Kata Refactor - Show Me Your ID

I have been doing katas on Codewars for many years now, and I thought as a series of exercises, I would revisit my old and often bad solutions and refactor them as I might in a production system. So today, I will refactor Sir, showMe yourID.

The problem statement

There’s a new security company in Paris, and they decided to give their employees an algorithm to make first name recognition faster. In the blink of an eye, they can now detect if a string is a first name, no matter if it is a one-word name or an hyphenated name. They’re given this documentation with the algorithm:

In France, you’ll often find people with hyphenated first names. They’re called “prénoms composés”. There could be two, or even more words linked to form a new name, quite like jQuery function chaining ;). They’re linked using the - symbol, like Marie-Joelle, Jean-Michel, Jean-Mouloud. Thanks to this algorithm, you can now recognize hyphenated names quicker than Flash! (yeah, their employees know how to use jQuery. Don’t ask me why)

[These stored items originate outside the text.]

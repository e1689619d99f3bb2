use std::sync::Arc;

use axum::{extract::State, http::StatusCode, response::IntoResponse, routing::get, Json, Router};
use chrono::{DateTime, Utc};
use serde::Serialize;
use tracing::{debug, info, instrument, warn};

use crate::coordinator::SnapshotReader;
use crate::models::{
    highest_severity, Alert, CurrentConditions, DailyForecast, FeedStatuses, HourlyForecast,
    Severity, WeatherSnapshot,
};

#[derive(Clone)]
pub struct AppState {
    pub station_name: String,
    pub reader: SnapshotReader,
}

#[derive(Serialize)]
pub struct HealthResponse {
    pub status: String,
    pub has_snapshot: bool,
    pub degraded: Option<bool>,
    pub last_updated: Option<DateTime<Utc>>,
    pub feeds: FeedStatuses,
}

#[derive(Serialize)]
pub struct CurrentResponse {
    pub station_id: String,
    pub station_name: String,
    pub last_updated: DateTime<Utc>,
    pub degraded: bool,
    pub current: CurrentConditions,
}

#[derive(Serialize)]
pub struct HourlyResponse {
    pub last_updated: DateTime<Utc>,
    pub stale: bool,
    pub hourly: Vec<HourlyForecast>,
}

#[derive(Serialize)]
pub struct DailyResponse {
    pub last_updated: DateTime<Utc>,
    pub stale: bool,
    pub daily: Vec<DailyForecast>,
}

#[derive(Serialize)]
pub struct AlertsResponse {
    pub last_updated: DateTime<Utc>,
    pub count: usize,
    pub highest_severity: Option<Severity>,
    pub alerts: Vec<Alert>,
}

pub fn create_router(state: AppState) -> Router {
    let api_routes = Router::new()
        .route("/health", get(health))
        .route("/weather", get(get_snapshot))
        .route("/weather/current", get(get_current))
        .route("/weather/forecast/hourly", get(get_hourly))
        .route("/weather/forecast/daily", get(get_daily))
        .route("/weather/alerts", get(get_alerts))
        .with_state(state);

    Router::new().nest("/api/v1", api_routes)
}

fn require_snapshot(state: &AppState) -> Result<Arc<WeatherSnapshot>, StatusCode> {
    state.reader.snapshot().ok_or_else(|| {
        warn!("No weather snapshot has been published yet");
        StatusCode::SERVICE_UNAVAILABLE
    })
}

#[instrument(skip(state))]
async fn health(State(state): State<AppState>) -> impl IntoResponse {
    debug!("Health check requested");
    let snapshot = state.reader.snapshot();
    let response = HealthResponse {
        status: "healthy".to_string(),
        has_snapshot: snapshot.is_some(),
        degraded: snapshot.as_ref().map(|s| s.is_degraded()),
        last_updated: snapshot.as_ref().map(|s| s.last_updated()),
        feeds: state.reader.feed_statuses(),
    };
    (StatusCode::OK, Json(response))
}

#[instrument(skip(state))]
async fn get_snapshot(State(state): State<AppState>) -> Result<Json<WeatherSnapshot>, StatusCode> {
    let snapshot = require_snapshot(&state)?;
    info!("Serving snapshot from {}", snapshot.last_updated());
    let mut body = snapshot.as_ref().clone();
    body.alerts = snapshot.active_alerts_at(Utc::now());
    Ok(Json(body))
}

#[instrument(skip(state))]
async fn get_current(State(state): State<AppState>) -> Result<Json<CurrentResponse>, StatusCode> {
    let snapshot = require_snapshot(&state)?;
    debug!("Serving current conditions from {}", snapshot.last_updated());
    Ok(Json(CurrentResponse {
        station_id: snapshot.station_id.to_string(),
        station_name: state.station_name.clone(),
        last_updated: snapshot.last_updated(),
        degraded: snapshot.is_degraded(),
        current: snapshot.current().clone(),
    }))
}

#[instrument(skip(state))]
async fn get_hourly(State(state): State<AppState>) -> Result<Json<HourlyResponse>, StatusCode> {
    let snapshot = require_snapshot(&state)?;
    debug!("Serving {} hourly forecast entries", snapshot.hourly().len());
    Ok(Json(HourlyResponse {
        last_updated: snapshot.last_updated(),
        stale: snapshot.forecast().stale,
        hourly: snapshot.hourly().to_vec(),
    }))
}

#[instrument(skip(state))]
async fn get_daily(State(state): State<AppState>) -> Result<Json<DailyResponse>, StatusCode> {
    let snapshot = require_snapshot(&state)?;
    debug!("Serving {} daily forecast entries", snapshot.daily().len());
    Ok(Json(DailyResponse {
        last_updated: snapshot.last_updated(),
        stale: snapshot.forecast().stale,
        daily: snapshot.daily().to_vec(),
    }))
}

#[instrument(skip(state))]
async fn get_alerts(State(state): State<AppState>) -> Result<Json<AlertsResponse>, StatusCode> {
    let snapshot = require_snapshot(&state)?;
    let alerts = snapshot.active_alerts_at(Utc::now());
    info!("Serving {} active alerts", alerts.len());
    Ok(Json(AlertsResponse {
        last_updated: snapshot.last_updated(),
        count: alerts.len(),
        highest_severity: highest_severity(&alerts),
        alerts,
    }))
}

Your mission if you accept it, recreate the algorithm. Using the function showMe, which takes a yourID argument, you will check if the given argument is a name or not, by returning true or false. Note that

  • String will either be a one-word first name, or an hyphenated first name , its words being linked by “-”.
  • Words can only start with an uppercase letter, and then lowercase letters (from a to z)

Now is your time to help the guards !

My original solution (2016-06)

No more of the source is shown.